They say marriage is about love, but I think it’s more than that. Marriage is a conscious choice that we make everyday to stick with a person through thick and thin. To know that there are some things in our lives that we will never see eye to eye, but that’s ok, because we respect our differences and know that marriage is bigger than one annoying issue
I always tell other people that I have no idea why Joyce married me, and I’m not kidding! Yes, there are (many times) where I feel like face palming myself looking at the things she is doing and saying, but most of the time, I am in awe of this person and have no idea how she do what she does. [Side note: One time, she asked me whether I can help her inflate the inflatable gym for our baby (that’s about half my height) with my mouth, it took me one hour to inflate that gym with a hand pump]
We’ve been married for 3 years now, and I don’t remember one morning that she didn’t wake up and give me a smile and a wave. I don’t know how she’s always happy, but I think that’s one of the best qualities in her. She’s always telling me that there’s no point being unhappy and the day still goes by even if you sulk……and I think she’s right. But even more important, she has never denied me the freedom of expressing my unhappiness and I really appreciate that
I’m not a very patient person. I get irritated whenever I am disrupted in the middle of doing something, or when another driver is hogging the lane.
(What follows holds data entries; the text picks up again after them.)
//! Reasoning provider adapter used by the grounding judge.
//!
//! The judge only needs "system instruction + user prompt in, text out".
//! [`LlmReasoningProvider`] narrows any [`LLMClient`] to that shape and pins
//! the generation settings an audit needs: zero temperature, JSON response
//! mode and a hard per-call timeout.

use async_trait::async_trait;
use serde::{Deserialize, Serialize};
use std::sync::Arc;
use std::time::Duration;
use tracing::debug;

use crate::error::{Error, Result};

use super::client::LLMClient;
use super::types::{ChatMessage, CompletionRequest, TokenUsage};

/// Output of a single reasoning call.
#[derive(Debug, Clone, PartialEq, Serialize, Deserialize)]
pub struct Generation {
    /// Raw text returned by the provider (expected to be JSON)
    pub content: String,
    /// Token usage, when reported
    pub usage: Option<TokenUsage>,
}

impl Generation {
    pub fn new(content: impl Into<String>) -> Self {
        Self {
            content: content.into(),
            usage: None,
        }
    }

    pub fn with_usage(mut self, usage: TokenUsage) -> Self {
        self.usage = Some(usage);
        self
    }
}

/// Capability interface the grounding judge depends on.
///
/// Implementations fail with [`Error::Provider`] on transport failure,
/// upstream error, timeout or empty content.
#[async_trait]
pub trait ReasoningProvider: Send + Sync {
    /// Generate a response for the given system instruction and user prompt.
    async fn generate(&self, system_prompt: &str, user_prompt: &str) -> Result<Generation>;

    /// Short name used in logs and error messages.
    fn name(&self) -> &str;
}

/// [`ReasoningProvider`] backed by an [`LLMClient`].
pub struct LlmReasoningProvider {
    client: Arc<dyn LLMClient>,
    name: String,
    model: Option<String>,
    max_tokens: u32,
    timeout: Duration,
}

impl LlmReasoningProvider {
    /// Default bound on a single provider call.
    pub const DEFAULT_TIMEOUT_MS: u64 = 30_000;

    pub fn new(client: Arc<dyn LLMClient>) -> Self {
        let name = client.provider().to_string();
        Self {
            client,
            name,
            model: None,
            max_tokens: 1024,
            timeout: Duration::from_millis(Self::DEFAULT_TIMEOUT_MS),
        }
    }

    pub fn with_model(mut self, model: impl Into<String>) -> Self {
        self.model = Some(model.into());
        self
    }

    pub fn with_max_tokens(mut self, max_tokens: u32) -> Self {
        self.max_tokens = max_tokens;
        self
    }

    pub fn with_timeout(mut self, timeout: Duration) -> Self {
        self.timeout = timeout;
        self
    }

    fn build_request(&self, system_prompt: &str, user_prompt: &str) -> CompletionRequest {
        let mut request = CompletionRequest::new()
            .with_system(system_prompt)
            .with_message(ChatMessage::user(user_prompt))
            .with_temperature(0.0)
            .with_max_tokens(self.max_tokens)
            .with_json_mode(true);
        if let Some(model) = &self.model {
            request = request.with_model(model.clone());
        }
        request
    }
}

#[async_trait]
impl ReasoningProvider for LlmReasoningProvider {
    async fn generate(&self, system_prompt: &str, user_prompt: &str) -> Result<Generation> {
        let request = self.build_request(system_prompt, user_prompt);

        let response = tokio::time::timeout(self.timeout, self.client.complete(request))
            .await
            .map_err(|_| {
                Error::provider(
                    &self.name,
                    format!("request timed out after {}ms", self.timeout.as_millis()),
                )
            })??;

        if response.content.trim().is_empty() {
            return Err(Error::provider(&self.name, "returned empty content"));
        }

        if let Some(usage) = &response.usage {
            debug!(
                provider = %self.name,
                model = %response.model,
                prompt_tokens = usage.input_tokens,
                completion_tokens = usage.output_tokens,
                total_tokens = usage.total(),
                "Reasoning provider usage"
            );
        }

        Ok(Generation {
            content: response.content,
            usage: response.usage,
        })
    }

    fn name(&self) -> &str {
        &self.name
    }
}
But Joyce is the total opposite of me, her standard response (when I’m about to step on the accelerator and flip the other guy off) is ‘It’s ok, it’s the other person’s ego speaking, just let them be, so long as we’re safe’
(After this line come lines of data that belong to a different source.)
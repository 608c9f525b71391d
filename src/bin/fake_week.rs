use std::fs;
use std::path::PathBuf;

use anyhow::{Context, Result};
use rand::SeedableRng;
use rand::rngs::StdRng;

use nfl_sharp::config::{AnalyzerConfig, env_bool};
use nfl_sharp::synth::generate_week;

// Usage: fake_week <week> [out_dir]
//
// Writes a synthetic week of source tables for offline runs. Set
// SYNTH_WITH_SCORES=1 to include final scores (so grade_week has something
// to chew on) and SYNTH_SEED to make the slate reproducible.
fn main() -> Result<()> {
    dotenvy::dotenv().ok();
    let cfg = AnalyzerConfig::from_env();

    let week: u8 = std::env::args()
        .nth(1)
        .context("usage: fake_week <week> [out_dir]")?
        .parse()
        .context("week must be a number")?;
    let out_dir = std::env::args()
        .nth(2)
        .map(PathBuf::from)
        .unwrap_or_else(|| PathBuf::from("data"));

    let with_scores = env_bool("SYNTH_WITH_SCORES", false);
    let mut rng = match std::env::var("SYNTH_SEED")
        .ok()
        .and_then(|v| v.trim().parse::<u64>().ok())
    {
        Some(seed) => StdRng::seed_from_u64(seed),
        None => StdRng::from_entropy(),
    };

    let tables = generate_week(cfg.season, week, &mut rng, with_scores);

    fs::create_dir_all(&out_dir).with_context(|| format!("create {}", out_dir.display()))?;
    write_json(&out_dir.join("schedule.json"), &tables.schedule)?;
    write_json(&out_dir.join("odds_board.json"), &tables.odds)?;
    write_json(&out_dir.join("referee_trends.json"), &tables.referees)?;
    write_json(&out_dir.join("injuries.json"), &tables.injuries)?;

    println!(
        "[INFO] Wrote synthetic week {week} ({} games, scores: {}) to {}",
        tables.schedule.len(),
        if with_scores { "yes" } else { "no" },
        out_dir.display()
    );
    Ok(())
}

fn write_json<T: serde::Serialize>(path: &std::path::Path, rows: &T) -> Result<()> {
    let json = serde_json::to_string_pretty(rows).context("serialize table")?;
    fs::write(path, json).with_context(|| format!("write {}", path.display()))?;
    Ok(())
}
use std::env;
use std::path::PathBuf;

/// Runtime knobs, all env-driven so weekly cron runs can retune without a
/// rebuild. Binaries call `dotenvy::dotenv().ok()` before `from_env`.
#[derive(Debug, Clone)]
pub struct AnalyzerConfig {
    pub season: u16,
    /// Minimum |differential| (in percentage points) for either consensus
    /// flag to fire.
    pub consensus_threshold: f64,
    /// When false, consensus picks are reported but never written to the
    /// ledger.
    pub log_recommendations: bool,
    pub ledger_path: Option<PathBuf>,
}

const DEFAULT_SEASON: u16 = 2025;
const DEFAULT_CONSENSUS_THRESHOLD: f64 = 10.0;

impl AnalyzerConfig {
    pub fn from_env() -> Self {
        let season = env::var("NFL_SEASON")
            .ok()
            .and_then(|v| v.trim().parse::<u16>().ok())
            .unwrap_or(DEFAULT_SEASON);
        let consensus_threshold = env::var("CONSENSUS_THRESHOLD")
            .ok()
            .and_then(|v| v.trim().parse::<f64>().ok())
            .unwrap_or(DEFAULT_CONSENSUS_THRESHOLD)
            .clamp(1.0, 50.0);
        let log_recommendations = env_bool("LOG_RECOMMENDATIONS", true);
        let ledger_path = env::var("LEDGER_PATH")
            .ok()
            .map(|s| s.trim().to_string())
            .filter(|s| !s.is_empty())
            .map(PathBuf::from);

        Self {
            season,
            consensus_threshold,
            log_recommendations,
            ledger_path,
        }
    }
}

impl Default for AnalyzerConfig {
    fn default() -> Self {
        Self {
            season: DEFAULT_SEASON,
            consensus_threshold: DEFAULT_CONSENSUS_THRESHOLD,
            log_recommendations: true,
            ledger_path: None,
        }
    }
}

pub fn env_bool(key: &str, default: bool) -> bool {
    env::var(key)
        .ok()
        .map(|v| {
            let t = v.trim().to_ascii_lowercase();
            !(t.is_empty() || t == "0" || t == "false" || t == "off" || t == "no")
        })
        .unwrap_or(default)
}

/// Data directory for the ledger and exports: XDG first, then ~/.local/share.
pub fn app_data_dir() -> Option<PathBuf> {
    if let Ok(base) = env::var("XDG_DATA_HOME")
        && !base.trim().is_empty()
    {
        return Some(PathBuf::from(base).join("nfl_sharp"));
    }
    let home = env::var("HOME").ok()?;
    if home.trim().is_empty() {
        return None;
    }
    Some(PathBuf::from(home).join(".local").join("share").join("nfl_sharp"))
}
She’s consistent in the things she do. I’ve always been the type that likes to tinker in a lot of things and gets excited about a lot of ideas (including this blog). When I am immersed in something, I have the tendency to throw my life out of balance and forget about other things. But this woman, she is literally the most consistent person I have ever known. She’s consistent in doing the job that she loves (not everyday, sometimes her work is a bitch), she’s consistent in being a good wife, she’s consistent in keeping the house in order, she’s consistent in being happy, she’s consistent in being patient, and she’s consistent in being this version of herself. This always has been something (even before we were married) that I think I should learn from her
She’s dedicated. When we were dating, I got into a car accident and had to be in a wheelchair for 8 months, I had to close down my then business because of this and I lost everything but she stuck by my side. She didn’t say a lot of words of wisdom to me, she didn’t give me a big lecture about how this is just temporary and it will pass. She was just there. She was there during my surgery. She was there during my physiotherapy. She was there during my first outing after the accident. She was there during my first day back to work on a wheelchair. She was there when I started walking again. She just never left. It’s also the same when it comes to her family and friends. No matter how busy we are with things, her family and friends are always on her mind and she genuinely cares about their wellbeing.
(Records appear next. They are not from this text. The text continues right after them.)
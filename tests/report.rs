use std::fs;
use std::path::PathBuf;

use nfl_sharp::config::AnalyzerConfig;
use nfl_sharp::grading::Outcome;
use nfl_sharp::market::{Band, OverUnder, Side};
use nfl_sharp::report::build_week_report;
use nfl_sharp::sources::{
    parse_injury_weather_json, parse_odds_board_json, parse_referee_trends_json,
    parse_schedule_json,
};

fn read_fixture(name: &str) -> String {
    let mut path = PathBuf::from(env!("CARGO_MANIFEST_DIR"));
    path.push("tests");
    path.push("fixtures");
    path.push(name);
    fs::read_to_string(path).expect("fixture file should be readable")
}

fn fixture_report() -> nfl_sharp::report::WeekReport {
    let schedule = parse_schedule_json(&read_fixture("schedule.json")).expect("schedule parses");
    let odds = parse_odds_board_json(&read_fixture("odds_board.json")).expect("odds parse");
    let referees =
        parse_referee_trends_json(&read_fixture("referee_trends.json")).expect("referees parse");
    let injuries =
        parse_injury_weather_json(&read_fixture("injuries.json")).expect("injuries parse");

    let cfg = AnalyzerConfig {
        season: 2025,
        consensus_threshold: 10.0,
        ..AnalyzerConfig::default()
    };
    build_week_report(10, &schedule, &odds, &referees, &injuries, &cfg)
}

#[test]
fn assembles_only_the_requested_week() {
    let report = fixture_report();
    assert_eq!(report.rows.len(), 2);
    assert_eq!(report.rows[0].matchup.as_str(), "NYJ@NE");
    assert_eq!(report.rows[1].matchup.as_str(), "KC@BUF");
}

#[test]
fn differentials_come_from_the_latest_snapshot() {
    let report = fixture_report();
    let row = &report.rows[0];

    let spread = row.spread.expect("spread signal");
    assert_eq!(spread.differential_away, Some(12.0));
    assert_eq!(spread.band, Band::Moderate);

    let moneyline = row.moneyline.expect("moneyline signal");
    assert_eq!(moneyline.differential_away, Some(11.0));

    let total = row.total.expect("total signal");
    assert_eq!(total.differential_away, Some(-15.0));
    assert_eq!(total.band, Band::Strong);

    // The three markets stay independent; movement only where two
    // timestamped snapshots exist.
    assert_eq!(row.spread_move, Some(-0.5));
    assert_eq!(row.total_move, None);
    assert_eq!(row.moneyline_move, None);
}

#[test]
fn consensus_flags_and_recommendation() {
    let report = fixture_report();
    let row = &report.rows[0];

    assert!(row.consensus.sharp_consensus);
    assert_eq!(row.consensus.sharp_side, Some(Side::Away));
    assert!(row.consensus.total_consensus);
    assert_eq!(row.consensus.total_side, Some(OverUnder::Under));

    let pick = row.recommendation.expect("combo pick");
    assert_eq!(pick.phrase(), "AWAY on spread -3.5 and UNDER 44.5");

    // Final score is on the schedule row, so the pick grades in-report.
    let result = row.result.expect("graded");
    assert_eq!(result.outcome, Outcome::Win);
}

#[test]
fn missing_money_pct_is_blank_not_zero() {
    let report = fixture_report();
    let row = &report.rows[1];

    let spread = row.spread.expect("spread row exists for KC@BUF");
    assert_eq!(spread.differential_away, None);
    assert_eq!(spread.band, Band::None);
    assert!(!row.consensus.sharp_consensus);
    assert!(row.recommendation.is_none());
    assert_eq!(report.stats.unparsed_quote_fields, 1);
}

#[test]
fn context_rows_join_per_matchup() {
    let report = fixture_report();
    let row = &report.rows[0];

    let referee = row.referee.as_ref().expect("referee context");
    assert_eq!(referee.referee.as_deref(), Some("C. Blakeman"));
    assert_eq!(referee.su, Some((9, 5)));
    assert_eq!(referee.over_pct, Some(57.0));
    assert!(row.injuries.as_deref().is_some_and(|s| s.contains("NYJ")));
    assert!(row.weather.is_some());

    // The second game has no referee or injury rows; fields stay blank.
    let other = &report.rows[1];
    assert!(other.referee.is_none());
    assert!(other.injuries.is_none());

    assert_eq!(report.stats.odds.matched, 2);
    assert_eq!(report.stats.referee.matched, 1);
    assert_eq!(report.stats.referee.unmatched, 1);
    assert_eq!(report.stats.injury.matched, 1);
    assert_eq!(report.stats.injury.unmatched, 1);
}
Joyce is extremely supportive. Sometimes, some of the decisions that I make is at the possible detriment of our family, both in terms of time spent and financially. But she has never complained and looked at the downside of things. I remember discussing with her about the risks to our family before getting involved in this travel agency business, and her response was ‘I think this is a good step for us, I know you want to do it and I think you should, if it’s not now then when?’ *Mind blown*
She’s my best friend – she knows me better than I know myself. I have never had to try to show the best side of me in front of her. I can just be the cunt that I am (kidding, I just thought it was funny to write this sentence). I can just be the person that I am. Sometimes your best friend teaches you things that you don’t know about yourself and makes you want to be better, both as a person and with the things you do in life.
This might be the corniest sentence in my postings so far. But I am lucky to have Joyce in my life, and I hope she feels the same too
I won’t be asking for any thoughts in this post because this are the facts of my life. It’s the only way I feel about my wife, and you can suck it if you disagree.